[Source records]
++++++++

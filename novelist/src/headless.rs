//! Headless mode for the drafting studio.
//!
//! This module provides a simple line-oriented interface for driving the
//! studio without a TUI. It's designed for scripts and automated testing.

use novelist_core::{Genre, SessionConfig, StudioSession};
use std::io::{self, BufRead};

/// Run the studio in headless mode.
///
/// Protocol:
/// - Lines starting with `#` are commands (status, save, export, quit, ...)
/// - All other lines are appended to the manuscript as-is
pub async fn run_headless(config: SessionConfig) -> io::Result<()> {
    let mut session = StudioSession::open(config).await;

    println!("=== Novelist Headless Mode ===");
    print_status(&session);
    println!();
    println!("Commands:");
    print_help();
    println!();
    println!("Everything else is appended to the manuscript (one line at a time):");
    println!();

    let stdin = io::stdin();

    for line in stdin.lock().lines() {
        let line = match line {
            Ok(l) => l,
            Err(e) => {
                eprintln!("Error reading input: {e}");
                break;
            }
        };

        let line = line.trim_end();
        if line.trim().is_empty() {
            continue;
        }

        // Handle commands
        if let Some(rest) = line.strip_prefix('#') {
            let (command, arg) = match rest.trim().split_once(char::is_whitespace) {
                Some((c, a)) => (c, a.trim()),
                None => (rest.trim(), ""),
            };

            match command {
                "quit" | "exit" => {
                    println!("Goodbye!");
                    break;
                }
                "save" => {
                    let stamp = session.save();
                    println!("[SAVED] Snapshot written at {stamp}");
                }
                "export" => match session.export().await {
                    Ok(path) => println!("[EXPORTED] {}", path.display()),
                    Err(e) => println!("[ERROR] Export failed: {e}"),
                },
                "status" => print_status(&session),
                "title" => {
                    session.set_title(arg);
                    println!("[OK] Title set to '{arg}'");
                }
                "genre" => match Genre::from_name(arg) {
                    Some(genre) => match session.set_genre(genre) {
                        Ok(()) => println!("[OK] Genre set to {}", genre.name()),
                        Err(e) => println!("[ERROR] {e}"),
                    },
                    None => println!("[ERROR] Unknown genre '{arg}'"),
                },
                "genres" => {
                    let names: Vec<_> = session
                        .selectable_genres()
                        .iter()
                        .map(|g| g.name())
                        .collect();
                    println!("[GENRES] {}", names.join(", "));
                }
                "char" => handle_char_command(&mut session, arg),
                "notes" => {
                    session.set_world_notes(arg);
                    println!("[OK] World notes updated");
                }
                "verify-age" => {
                    session.verify_age();
                    println!("[OK] Age verified");
                }
                "decline-age" => {
                    session.decline_age();
                    println!("[OK] Adult content off, age verification cleared");
                }
                "adult" => match arg {
                    "on" if session.draft().age_verified => {
                        session.set_adult_content(true);
                        println!("[OK] Adult genres unlocked");
                    }
                    "on" => println!("[ERROR] Run #verify-age first"),
                    "off" => {
                        session.set_adult_content(false);
                        println!("[OK] Adult genres hidden");
                    }
                    _ => println!("[ERROR] Usage: #adult on|off"),
                },
                "key" => {
                    if arg.is_empty() {
                        println!("[ERROR] Usage: #key <value>");
                    } else {
                        session.set_api_key(arg);
                        println!("[OK] API key stored in settings");
                    }
                }
                "suggest" => match session.request_suggestion().await {
                    Ok(suggestion) => {
                        session.accept_suggestion(&suggestion);
                        println!("[MUSE] {}", suggestion.text);
                    }
                    Err(e) => println!("[ERROR] Suggestion failed: {e}"),
                },
                "cover" => match session.generate_cover().await {
                    Ok(id) => println!("[COVER] Image {id} attached"),
                    Err(e) => println!("[ERROR] Cover generation failed: {e}"),
                },
                "body" => println!("{}", session.body()),
                "help" => print_help(),
                other => println!("[ERROR] Unknown command: #{other}"),
            }
            continue;
        }

        // Plain text: append as a manuscript line
        if !session.body().is_empty() {
            session.append_body("\n");
        }
        session.append_body(line);
        println!("[OK] {} chars", session.body().chars().count());
    }

    Ok(())
}

fn handle_char_command(session: &mut StudioSession, arg: &str) {
    let (action, rest) = match arg.split_once(char::is_whitespace) {
        Some((a, r)) => (a, r.trim()),
        None => (arg, ""),
    };

    match action {
        "add" => {
            let (name, bio) = match rest.split_once(';') {
                Some((n, b)) => (n.trim(), b.trim()),
                None => (rest, ""),
            };
            match session.add_character(name, bio) {
                Ok(id) => println!("[OK] Added '{name}' (id {id})"),
                Err(e) => println!("[ERROR] {e}"),
            }
        }
        "rm" => match rest.parse::<u64>() {
            Ok(raw) => match session.remove_character(novelist_core::CharacterId(raw)) {
                Ok(()) => println!("[OK] Removed character {raw}"),
                Err(e) => println!("[ERROR] {e}"),
            },
            Err(_) => println!("[ERROR] Usage: #char rm <id>"),
        },
        "list" | "" => {
            for character in session.characters() {
                println!("[CHAR] {} [{}] {}", character.name, character.id, character.bio);
            }
        }
        _ => println!("[ERROR] Usage: #char add <name> [; bio] | #char rm <id> | #char list"),
    }
}

fn print_status(session: &StudioSession) {
    let draft = session.draft();
    println!("[STATUS]");
    println!("  Title: {} ({})", draft.title, draft.genre.name());
    println!("  Manuscript: {} chars", draft.body.chars().count());
    println!("  Characters: {}", draft.characters.len());
    println!("  Images: {}", draft.images.len());
    println!(
        "  Content: age_verified={} adult_content={}",
        draft.age_verified, draft.adult_content
    );
    match session.key_source() {
        Some(source) => println!("  API key: from {source}"),
        None => println!("  API key: not set"),
    }
    match session.last_saved() {
        Some(stamp) => println!("  Last saved: {stamp}"),
        None => println!("  Last saved: never"),
    }
}

fn print_help() {
    println!("  #status        - Show draft status");
    println!("  #save          - Persist a snapshot");
    println!("  #export        - Write the text artifact");
    println!("  #title <t>     - Set the title");
    println!("  #genre <g>     - Set the genre (#genres lists options)");
    println!("  #char add <name> [; bio] | #char rm <id> | #char list");
    println!("  #notes <text>  - Set world notes");
    println!("  #verify-age / #decline-age / #adult on|off");
    println!("  #key <value>   - Store an API key in settings");
    println!("  #suggest       - Ask the muse to continue the draft");
    println!("  #cover         - Generate and attach a cover image");
    println!("  #body          - Print the manuscript");
    println!("  #quit          - Exit");
}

++++++++

Above are the records. Copy the lines beginning at the one that has "session.append_body(line);" and ending with the one that has "Some((a, r)) =>", unchanged.

### ANSWER TO THIS EXERCISE
        session.append_body(line);
        println!("[OK] {} chars", session.body().chars().count());
    }

    Ok(())
}

fn handle_char_command(session: &mut StudioSession, arg: &str) {
    let (action, rest) = match arg.split_once(char::is_whitespace) {
        Some((a, r)) => (a, r.trim()),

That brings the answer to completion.